Робеспьер действительно обладал талантом чуять будущее. Пока его коллеги-депутаты произносили с трибуны пылкие речи, он слушал и впитывал, смотрел и оценивал. «В Собрании есть больше ста граждан, способных умереть за родину», — писал он Бюиссару. «Его нравственный облик не внушает к нему доверия», — писал он о Мирабо. Но, несмотря на критическую оценку личности Мирабо, Робеспьер не мог не оценить правильности его мысли, ведь именно призывы маркиза подтолкнули депутатов от податных потребовать совместной проверки депутатских полномочий, дабы сословие, представлявшее подавляющее большинство нации, не превратилось в простую половину депутатов.
18 мая Робеспьер впервые поднялся на трибуну с речью, посвященной вопросу, как побудить приходских священников, составлявших основную массу депутатов от духовенства, присоединиться к третьему сословию. Выступление по бумажке никого не вдохновило, однако он отдал свое предложение в бюро, дабы предать его гласности посредством печати. И хотя в связи с регламентом на голосование его не поставили, в письме Бюиссару он подчеркнул, что «большое число лиц засвидетельствовали мне свою благодарность и уверенность в том, что мое предложение было бы принято, если бы было внесено в начале». «Большое число лиц», являвшееся плодом воображения Максимилиана, свидетельствовало о его крепнущей уверенности в себе. Или о неизбывном тщеславии, кое постоянно рвалось наружу.
17 июня третье сословие провозгласило себя Национальным собранием (название после долгой дискуссии предложил Сьейес), иначе говоря, высшим представительным и законодательным органом французского народа. Вскоре к податным присоединилось духовенство, а за ним и часть дворянства.

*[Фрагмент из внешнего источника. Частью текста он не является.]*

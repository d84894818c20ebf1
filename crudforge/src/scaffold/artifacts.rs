//! Artifact catalogue and rendering
//!
//! [`ArtifactKind`] fixes, per kind, the type-name template, the package role
//! and the template used to render it. [`ArtifactRenderer`] turns one run's
//! metadata, names and selection into a shared context and renders each kind
//! from it; the renderer holds no mutable state, so rendering the same kind
//! twice yields identical bodies.

use minijinja::Environment;
use serde::Serialize;
use serde_json::{json, Map, Value};
use std::fmt;
use std::path::{Path, PathBuf};
use tracing::{debug, trace};

use super::entity::EntityMetadata;
use super::naming::{DerivedNames, PackageRole};
use super::selection::Selection;
use super::templates;
use crate::config::RenderSettings;
use crate::error::{Error, Result};

/// Extension of template override files
pub const TEMPLATE_EXTENSION: &str = "java.j2";

/// Every artifact kind generated for an entity
#[derive(Debug, Clone, Copy, PartialEq, Eq, PartialOrd, Ord, Hash, Serialize)]
#[serde(rename_all = "snake_case")]
pub enum ArtifactKind {
    /// `<B>Dto`
    Dto,
    /// `<B>`
    ValueObject,
    /// `<B>Repository`
    Repository,
    /// `Create<B>Service`
    CreateService,
    /// `Find<B>Service`
    FindService,
    /// `Patch<B>Service`
    PatchService,
    /// `Delete<B>Service`
    DeleteService,
    /// `Search<B>Service`
    SearchService,
    /// `Post<B>Controller`
    PostController,
    /// `Get<B>Controller`
    GetController,
    /// `Patch<B>Controller`
    PatchController,
    /// `Delete<B>Controller`
    DeleteController,
    /// `Search<B>Controller`
    SearchController,
    /// `<B>SearchModel`
    SearchModel,
    /// `<B>Specifications`
    Specifications,
    /// `<B>SpecificationFactory`
    SpecificationFactory,
    /// `<B>Mapper`
    Mapper,
}

impl ArtifactKind {
    /// All kinds, in generation order
    pub const ALL: [Self; 17] = [
        Self::Dto,
        Self::ValueObject,
        Self::Repository,
        Self::CreateService,
        Self::FindService,
        Self::PatchService,
        Self::DeleteService,
        Self::SearchService,
        Self::PostController,
        Self::GetController,
        Self::PatchController,
        Self::DeleteController,
        Self::SearchController,
        Self::SearchModel,
        Self::Specifications,
        Self::SpecificationFactory,
        Self::Mapper,
    ];

    /// Type-name template; `{}` stands for the base name
    #[must_use]
    pub const fn name_template(self) -> &'static str {
        match self {
            Self::Dto => "{}Dto",
            Self::ValueObject => "{}",
            Self::Repository => "{}Repository",
            Self::CreateService => "Create{}Service",
            Self::FindService => "Find{}Service",
            Self::PatchService => "Patch{}Service",
            Self::DeleteService => "Delete{}Service",
            Self::SearchService => "Search{}Service",
            Self::PostController => "Post{}Controller",
            Self::GetController => "Get{}Controller",
            Self::PatchController => "Patch{}Controller",
            Self::DeleteController => "Delete{}Controller",
            Self::SearchController => "Search{}Controller",
            Self::SearchModel => "{}SearchModel",
            Self::Specifications => "{}Specifications",
            Self::SpecificationFactory => "{}SpecificationFactory",
            Self::Mapper => "{}Mapper",
        }
    }

    /// Package group the artifact belongs to
    #[must_use]
    pub const fn package_role(self) -> PackageRole {
        match self {
            Self::Dto => PackageRole::Dtos,
            Self::ValueObject => PackageRole::Pojos,
            Self::Repository => PackageRole::Repositories,
            Self::CreateService
            | Self::FindService
            | Self::PatchService
            | Self::DeleteService
            | Self::SearchService => PackageRole::Services,
            Self::PostController
            | Self::GetController
            | Self::PatchController
            | Self::DeleteController
            | Self::SearchController => PackageRole::Controllers,
            Self::SearchModel => PackageRole::Search,
            Self::Specifications => PackageRole::Specifications,
            Self::SpecificationFactory => PackageRole::Factories,
            Self::Mapper => PackageRole::Mappers,
        }
    }

    /// Template name, also the stem of an override file
    #[must_use]
    pub const fn template_name(self) -> &'static str {
        match self {
            Self::Dto => "dto",
            Self::ValueObject => "value_object",
            Self::Repository => "repository",
            Self::CreateService => "create_service",
            Self::FindService => "find_service",
            Self::PatchService => "patch_service",
            Self::DeleteService => "delete_service",
            Self::SearchService => "search_service",
            Self::PostController => "post_controller",
            Self::GetController => "get_controller",
            Self::PatchController => "patch_controller",
            Self::DeleteController => "delete_controller",
            Self::SearchController => "search_controller",
            Self::SearchModel => "search_model",
            Self::Specifications => "specifications",
            Self::SpecificationFactory => "specification_factory",
            Self::Mapper => "mapper",
        }
    }

    const fn embedded_template(self) -> &'static str {
        match self {
            Self::Dto => templates::DTO,
            Self::ValueObject => templates::VALUE_OBJECT,
            Self::Repository => templates::REPOSITORY,
            Self::CreateService => templates::CREATE_SERVICE,
            Self::FindService => templates::FIND_SERVICE,
            Self::PatchService => templates::PATCH_SERVICE,
            Self::DeleteService => templates::DELETE_SERVICE,
            Self::SearchService => templates::SEARCH_SERVICE,
            Self::PostController => templates::POST_CONTROLLER,
            Self::GetController => templates::GET_CONTROLLER,
            Self::PatchController => templates::PATCH_CONTROLLER,
            Self::DeleteController => templates::DELETE_CONTROLLER,
            Self::SearchController => templates::SEARCH_CONTROLLER,
            Self::SearchModel => templates::SEARCH_MODEL,
            Self::Specifications => templates::SPECIFICATIONS,
            Self::SpecificationFactory => templates::SPECIFICATION_FACTORY,
            Self::Mapper => templates::MAPPER,
        }
    }

    /// Human readable description for status output
    #[must_use]
    pub const fn description(self) -> &'static str {
        match self {
            Self::Dto => "transfer object",
            Self::ValueObject => "value object",
            Self::Repository => "persistence interface",
            Self::CreateService => "create handler",
            Self::FindService => "find handler",
            Self::PatchService => "patch handler",
            Self::DeleteService => "delete handler",
            Self::SearchService => "search handler",
            Self::PostController => "create entry point",
            Self::GetController => "find entry point",
            Self::PatchController => "patch entry point",
            Self::DeleteController => "delete entry point",
            Self::SearchController => "search entry point",
            Self::SearchModel => "search model",
            Self::Specifications => "predicate builder",
            Self::SpecificationFactory => "predicate factory",
            Self::Mapper => "object mapper",
        }
    }
}

impl fmt::Display for ArtifactKind {
    fn fmt(&self, f: &mut fmt::Formatter<'_>) -> fmt::Result {
        f.write_str(self.template_name())
    }
}

/// One rendered source file
#[derive(Debug, Clone, PartialEq, Eq)]
pub struct GeneratedArtifact {
    /// Kind the artifact was rendered from
    pub kind: ArtifactKind,
    /// Type name, also the file stem
    pub logical_name: String,
    /// Dotted package path
    pub package_path: String,
    /// Rendered source text
    pub body: String,
}

impl GeneratedArtifact {
    /// `<package as directories>/<logical name>.java`
    #[must_use]
    pub fn relative_path(&self) -> PathBuf {
        let mut path: PathBuf = self
            .package_path
            .split('.')
            .filter(|segment| !segment.is_empty())
            .collect();
        path.push(format!("{}.java", self.logical_name));
        path
    }

    /// Fully qualified type name
    #[must_use]
    pub fn qualified_name(&self) -> String {
        format!("{}.{}", self.package_path, self.logical_name)
    }
}

/// Template environment with embedded defaults and optional overrides
#[derive(Debug)]
pub struct TemplateRegistry {
    env: Environment<'static>,
}

impl TemplateRegistry {
    /// Registry holding only the embedded templates
    ///
    /// # Errors
    ///
    /// Returns an error if an embedded template fails to parse.
    pub fn new() -> Result<Self> {
        Self::with_overrides(None)
    }

    /// Registry where `<dir>/<kind>.java.j2` replaces the embedded template
    ///
    /// # Errors
    ///
    /// Returns an error if an override cannot be read or any template fails
    /// to parse.
    pub fn with_overrides(dir: Option<&Path>) -> Result<Self> {
        let mut env = Environment::new();
        env.set_trim_blocks(true);
        env.set_lstrip_blocks(true);
        env.set_keep_trailing_newline(true);

        for kind in ArtifactKind::ALL {
            let name = kind.template_name();
            let override_path = dir.map(|d| d.join(format!("{name}.{TEMPLATE_EXTENSION}")));

            let added = match override_path.filter(|path| path.is_file()) {
                Some(path) => {
                    debug!(template = name, path = %path.display(), "using template override");
                    let source = std::fs::read_to_string(&path)
                        .map_err(|source| Error::TemplateOverride { path, source })?;
                    env.add_template_owned(name, source)
                }
                None => env.add_template(name, kind.embedded_template()),
            };
            added.map_err(|source| Error::Template {
                name: name.to_string(),
                source,
            })?;
        }

        Ok(Self { env })
    }

    /// Render one kind against a context
    ///
    /// # Errors
    ///
    /// Returns an error if rendering fails (e.g. an override references an
    /// unknown filter).
    pub fn render(&self, kind: ArtifactKind, context: &Value) -> Result<String> {
        let name = kind.template_name();
        self.env
            .get_template(name)
            .and_then(|template| template.render(context))
            .map_err(|source| Error::Template {
                name: name.to_string(),
                source,
            })
    }
}

/// Renders every artifact kind for one run
#[derive(Debug)]
pub struct ArtifactRenderer<'a> {
    registry: &'a TemplateRegistry,
    names: &'a DerivedNames,
    context: Value,
}

impl<'a> ArtifactRenderer<'a> {
    /// Build the shared context for a run
    #[must_use]
    pub fn new(
        registry: &'a TemplateRegistry,
        entity: &EntityMetadata,
        names: &'a DerivedNames,
        selection: &Selection,
        render: &RenderSettings,
    ) -> Self {
        Self {
            registry,
            names,
            context: build_context(entity, names, selection, render),
        }
    }

    /// The shared context (without per-artifact keys)
    #[must_use]
    pub const fn context(&self) -> &Value {
        &self.context
    }

    /// Render one artifact
    ///
    /// # Errors
    ///
    /// Returns an error if the template fails to render.
    pub fn render(&self, kind: ArtifactKind) -> Result<GeneratedArtifact> {
        let logical_name = self.names.type_name(kind);
        let package_path = self.names.package_of(kind).to_string();

        let mut context = self.context.clone();
        if let Some(map) = context.as_object_mut() {
            map.insert("class_name".to_string(), json!(logical_name));
            map.insert("package".to_string(), json!(package_path));
        }

        let body = self.registry.render(kind, &context)?;
        trace!(kind = %kind, bytes = body.len(), "rendered artifact");

        Ok(GeneratedArtifact {
            kind,
            logical_name,
            package_path,
            body,
        })
    }

    /// Render every kind, stopping at the first failure
    ///
    /// # Errors
    ///
    /// Returns the first rendering error; no partial list is returned.
    pub fn render_all(&self) -> Result<Vec<GeneratedArtifact>> {
        ArtifactKind::ALL
            .iter()
            .map(|&kind| self.render(kind))
            .collect()
    }
}

fn build_context(
    entity: &EntityMetadata,
    names: &DerivedNames,
    selection: &Selection,
    render: &RenderSettings,
) -> Value {
    let types: Map<String, Value> = ArtifactKind::ALL
        .iter()
        .map(|&kind| {
            (
                kind.template_name().to_string(),
                json!({
                    "name": names.type_name(kind),
                    "qualified": names.qualified_name(kind),
                }),
            )
        })
        .collect();

    let constants: Vec<_> = selection
        .used_constants()
        .into_iter()
        .map(|(name, value)| json!({ "name": name, "value": value }))
        .collect();

    let plain_fields: Vec<_> = selection.plain().collect();
    let embedded_fields: Vec<_> = selection.embedded().collect();
    let has_bounds = selection.fields().iter().any(|f| f.max_length.is_some());

    json!({
        "entity": {
            "name": entity.simple_name,
            "package": entity.package_path,
            "qualified": format!("{}.{}", entity.package_path, entity.simple_name),
        },
        "base_name": names.base_name,
        "variable_name": names.variable_name,
        "route_segment": names.route_segment,
        "upper_constant": names.upper_constant,
        "root_package": names.packages.root,
        "types": types,
        "id_type": entity.identifier_type(),
        "id_param": format!("{}Id", names.variable_name),
        "item_path": format!("/{{{}Id}}", names.variable_name),
        "route": format!("{}/{}", render.api_prefix.trim_end_matches('/'), names.route_segment),
        "controller_constant": format!("CON_{}", names.upper_constant),
        "fields": selection.fields(),
        "plain_fields": plain_fields,
        "embedded_fields": embedded_fields,
        "identifier": selection.identifier(),
        "constants": constants,
        "has_bounds": has_bounds,
        "render": {
            "api_prefix": render.api_prefix,
            "audit": render.audit,
            "controller_id": render.controller_id,
        },
    })
}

Удрученный Людовик уныло выслушал Неккера, предложившего компромиссное решение: король сам объединит депутатов всех трех сословий и введет всеобщее равенство в уплате налогов, но послушался все же придворного совета, постановившего провести «королевское заседание» и вернуть все на круги своя. Для начала король велел закрыть на ремонт зал Малых забав, где проходили заседания, лишив, таким образом, депутатов помещения для работы. Тогда возмущенные представители народа отправились в Зал для игры в мяч, где принесли знаменитую клятву не расходиться до тех пор, пока не выработают конституцию. Среди имен этих депутатов, увековеченных на стенах зала, стоит и имя «де Робеспьер». Разогнать непокорных депутатов король не решился.
Королевское заседание состоялось 23 июня. Настрой был отнюдь не радужный, и не только у третьего сословия; присутствие в зале вооруженной охраны усиливало напряженность. В своей речи Людовик обрушился на депутатов от податных, объявив их действия незаконными, но все же согласился принять некоторые свободы, как, например, свободу печати, и пообещал провести ряд реформ, которыми будет руководить лично. Завершив речь повелением депутатам разойтись, а завтра начать заседать посословно в специально отведенных для этого помещениях, король под аплодисменты части дворянства и духовенства покинул зал, сопровождаемый большой группой знати и прелатов. Все время, пока выступал король, в Париж непрерывно мчались курьеры, сообщавшие толпившемуся на площадях и улицах народу последние новости. Сорок тысяч парижан приготовились выступить в Версаль на защиту народных представителей. Но помощь не понадобилась. Депутаты третьего сословия остались на местах, а когда дворцовый церемониймейстер маркиз де Врезе напомнил о приказе короля, председатель Собрания астроном Байи ответил, что Собрание имеет право заседать там и тогда, где и когда сочтет нужным. И тут же по настоянию Мирабо, опасавшегося, что король поручит войскам разогнать Собрание, народные избранники приняли постановление о депутатской неприкосновенности. Король не решился пустить в ход войска: слишком накалена была атмосфера, и его величество не был уверен, что солдаты выполнят его приказ.
«Когда 23 июня Мирабо отверг королевский приказ, равно как и во время дальнейших потрясений, Робеспьер оставался пассивным, он не выступал и не действовал; он пребывал в толпе, где заметить его было трудно», — писал о начале депутатской карьеры Робеспьера Галарт де Монжуа . Как и многие современники, оставившие свои воспоминания о вожде революции, прав он лишь отчасти. Если в мае Робеспьер всего дважды поднялся на трибуну, то в июне выступил уже пять раз, в июле — шесть, а в августе — двенадцать раз. Но, принимая во внимание, какие великие события произошли в то лето, заметным Робеспьера действительно назвать нельзя. При этом сам он зорко следил за происходящими событиями.